> **Work to complete**:
Give back exactly the lines of the entries below from the line with "#[derive(Clone)]" to the line with "itself has no", inclusive, and only those.

== Data for review ==

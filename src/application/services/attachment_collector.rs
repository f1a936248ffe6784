//! Finds the images a mention asks the bot to compress.

use std::sync::Arc;

use tracing::{debug, warn};

use crate::domain::entities::{ReplyTarget, Status};
use crate::domain::ports::MastodonPort;

/// Collects image URLs from a mention or, failing that, from its parent.
#[derive(Clone)]
pub struct AttachmentCollector {
    mastodon: Arc<dyn MastodonPort>,
}

impl AttachmentCollector {
    #[must_use]
    pub fn new(mastodon: Arc<dyn MastodonPort>) -> Self {
        Self { mastodon }
    }

    /// Returns image URLs in attachment order.
    ///
    /// The parent status is only consulted when the mention itself has no
    /// images. A failed parent lookup yields an empty list.
    pub async fn collect(&self, status: &Status) -> Vec<String> {
        let images = status.image_urls();
        if !images.is_empty() {
            return images;
        }

        let parent_id = match status.in_reply_to() {
            ReplyTarget::Unrecognized { description } => {
                warn!(
                    status_id = %status.id(),
                    received = %description,
                    "Unexpected type for in_reply_to_id"
                );
                return images;
            }
            target => match target.resolve() {
                Some(id) => id,
                None => return images,
            },
        };

        debug!(status_id = %status.id(), parent_id = %parent_id, "Looking for images in parent status");

        match self.mastodon.fetch_status(&parent_id).await {
            Ok(parent) => parent.image_urls(),
            Err(e) => {
                warn!(parent_id = %parent_id, error = %e, "Failed to fetch parent status");
                Vec::new()
            }
        }
    }
}

#[cfg(test)]
mod tests {
    use super::*;
    use crate::domain::entities::{Account, AttachmentKind, MediaAttachment, StatusId, Visibility};
    use crate::domain::ports::mocks::MockMastodon;

    fn author() -> Account {
        Account::new("1", "alice", "alice@example.social")
    }

    fn image(id: &str, url: &str) -> MediaAttachment {
        MediaAttachment::new(id, AttachmentKind::Image, Some(url))
    }

    fn parent_with_images() -> Status {
        Status::new("100", author(), Visibility::Public).with_attachments(vec![
            image("p1", "https://files.example/p1.png"),
            image("p2", "https://files.example/p2.webp"),
        ])
    }

    #[tokio::test]
    async fn test_own_images_skip_parent_lookup() {
        let mastodon = Arc::new(MockMastodon::new().with_status(parent_with_images()));
        let collector = AttachmentCollector::new(mastodon.clone());

        let status = Status::new("200", author(), Visibility::Public)
            .with_attachments(vec![
                image("a", "https://files.example/a.jpg"),
                MediaAttachment::new("v", AttachmentKind::Gifv, Some("https://files.example/v.mp4")),
                image("b", "https://files.example/b.png"),
            ])
            .with_reply_target(ReplyTarget::Raw("100".to_string()));

        let urls = collector.collect(&status).await;

        assert_eq!(
            urls,
            vec![
                "https://files.example/a.jpg".to_string(),
                "https://files.example/b.png".to_string()
            ]
        );
        assert!(mastodon.fetched().await.is_empty());
    }

    #[tokio::test]
    async fn test_falls_back_to_parent_images() {
        let mastodon = Arc::new(MockMastodon::new().with_status(parent_with_images()));
        let collector = AttachmentCollector::new(mastodon.clone());

        let status = Status::new("200", author(), Visibility::Unlisted)
            .with_reply_target(ReplyTarget::Raw("100".to_string()));

        let urls = collector.collect(&status).await;

        assert_eq!(urls.len(), 2);
        assert_eq!(urls[0], "https://files.example/p1.png");
        assert_eq!(mastodon.fetched().await, vec![StatusId::new("100")]);
    }

    #[tokio::test]
    async fn test_typed_reply_target_is_resolved() {
        let mastodon = Arc::new(MockMastodon::new().with_status(parent_with_images()));
        let collector = AttachmentCollector::new(mastodon.clone());

        let status = Status::new("200", author(), Visibility::Public)
            .with_reply_target(ReplyTarget::Typed(StatusId::from(100)));

        assert_eq!(collector.collect(&status).await.len(), 2);
    }

    #[tokio::test]
    async fn test_failed_parent_lookup_is_absorbed() {
        let mastodon = Arc::new(MockMastodon::new());
        let collector = AttachmentCollector::new(mastodon.clone());

        let status = Status::new("200", author(), Visibility::Public)
            .with_reply_target(ReplyTarget::Raw("404".to_string()));

        assert!(collector.collect(&status).await.is_empty());
        assert_eq!(mastodon.fetched().await.len(), 1);
    }

    #[tokio::test]
    async fn test_parent_without_images() {
        let bare_parent = Status::new("100", author(), Visibility::Public);
        let mastodon = Arc::new(MockMastodon::new().with_status(bare_parent));
        let collector = AttachmentCollector::new(mastodon);

        let status = Status::new("200", author(), Visibility::Public)
            .with_reply_target(ReplyTarget::Raw("100".to_string()));

        assert!(collector.collect(&status).await.is_empty());
    }

    #[tokio::test]
    async fn test_unrecognized_and_absent_targets_skip_lookup() {
        let mastodon = Arc::new(MockMastodon::new().with_status(parent_with_images()));
        let collector = AttachmentCollector::new(mastodon.clone());

        let unrecognized = Status::new("200", author(), Visibility::Public).with_reply_target(
            ReplyTarget::Unrecognized {
                description: "boolean true".to_string(),
            },
        );
        let absent = Status::new("201", author(), Visibility::Public);
        let blank = Status::new("202", author(), Visibility::Public)
            .with_reply_target(ReplyTarget::Raw(String::new()));

        assert!(collector.collect(&unrecognized).await.is_empty());
        assert!(collector.collect(&absent).await.is_empty());
        assert!(collector.collect(&blank).await.is_empty());
        assert!(mastodon.fetched().await.is_empty());
    }
}
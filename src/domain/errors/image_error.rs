//! Image decoding and encoding errors.

use thiserror::Error;

/// Image pipeline error variants.
#[derive(Debug, Error)]
#[allow(missing_docs)]
pub enum ImageError {
    #[error("unsupported image format")]
    UnsupportedFormat,

    #[error("{format} decoding failed: {message}")]
    Decode {
        format: &'static str,
        message: String,
    },

    #[error("error encoding to jpeg: {message}")]
    Encode { message: String },

    #[error("image worker failed: {message}")]
    Worker { message: String },
}

impl ImageError {
    /// Creates decode error for the given format label.
    #[must_use]
    pub fn decode(format: &'static str, message: impl Into<String>) -> Self {
        Self::Decode {
            format,
            message: message.into(),
        }
    }

    /// Creates encode error.
    #[must_use]
    pub fn encode(message: impl Into<String>) -> Self {
        Self::Encode {
            message: message.into(),
        }
    }

    /// Creates worker error.
    #[must_use]
    pub fn worker(message: impl Into<String>) -> Self {
        Self::Worker {
            message: message.into(),
        }
    }

    /// Returns whether the failure happened while reading the input.
    #[must_use]
    pub const fn is_decode_failure(&self) -> bool {
        matches!(self, Self::UnsupportedFormat | Self::Decode { .. })
    }
}
//! Per-image pipeline failures and their reply wording.

use thiserror::Error;

use super::{ApiError, ImageError};

/// Failure of one unit of work in the reply workflow.
///
/// The `Display` output is quoted verbatim in error replies.
#[derive(Debug, Error)]
pub enum ProcessingError {
    /// Neither the mention nor its parent carried an image.
    #[error("No images found to process.")]
    NoImagesFound,

    /// Downloading the attachment failed.
    #[error("Error compressing image: failed to download image: {0}")]
    Fetch(#[source] ApiError),

    /// Decoding or re-encoding failed.
    #[error("Error compressing image: {}", image_detail(.0))]
    Image(#[from] ImageError),

    /// The media endpoint rejected the upload.
    #[error("Error uploading media: {0}")]
    Upload(#[source] ApiError),

    /// The reply status could not be posted.
    #[error("Error posting reply: {0}")]
    Post(#[source] ApiError),
}

impl ProcessingError {
    /// Short stage name for logs.
    #[must_use]
    pub const fn stage(&self) -> &'static str {
        match self {
            Self::NoImagesFound => "collect",
            Self::Fetch(_) => "fetch",
            Self::Image(e) if e.is_decode_failure() => "decode",
            Self::Image(_) => "encode",
            Self::Upload(_) => "upload",
            Self::Post(_) => "post",
        }
    }
}

fn image_detail(error: &ImageError) -> String {
    if error.is_decode_failure() {
        format!("error decoding image: {error}")
    } else {
        error.to_string()
    }
}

===

> **Task answer**:
#[derive(Clone)]
pub struct AttachmentCollector {
    mastodon: Arc<dyn MastodonPort>,
}

impl AttachmentCollector {
    #[must_use]
    pub fn new(mastodon: Arc<dyn MastodonPort>) -> Self {
        Self { mastodon }
    }

    /// Returns image URLs in attachment order.
    ///
    /// The parent status is only consulted when the mention itself has no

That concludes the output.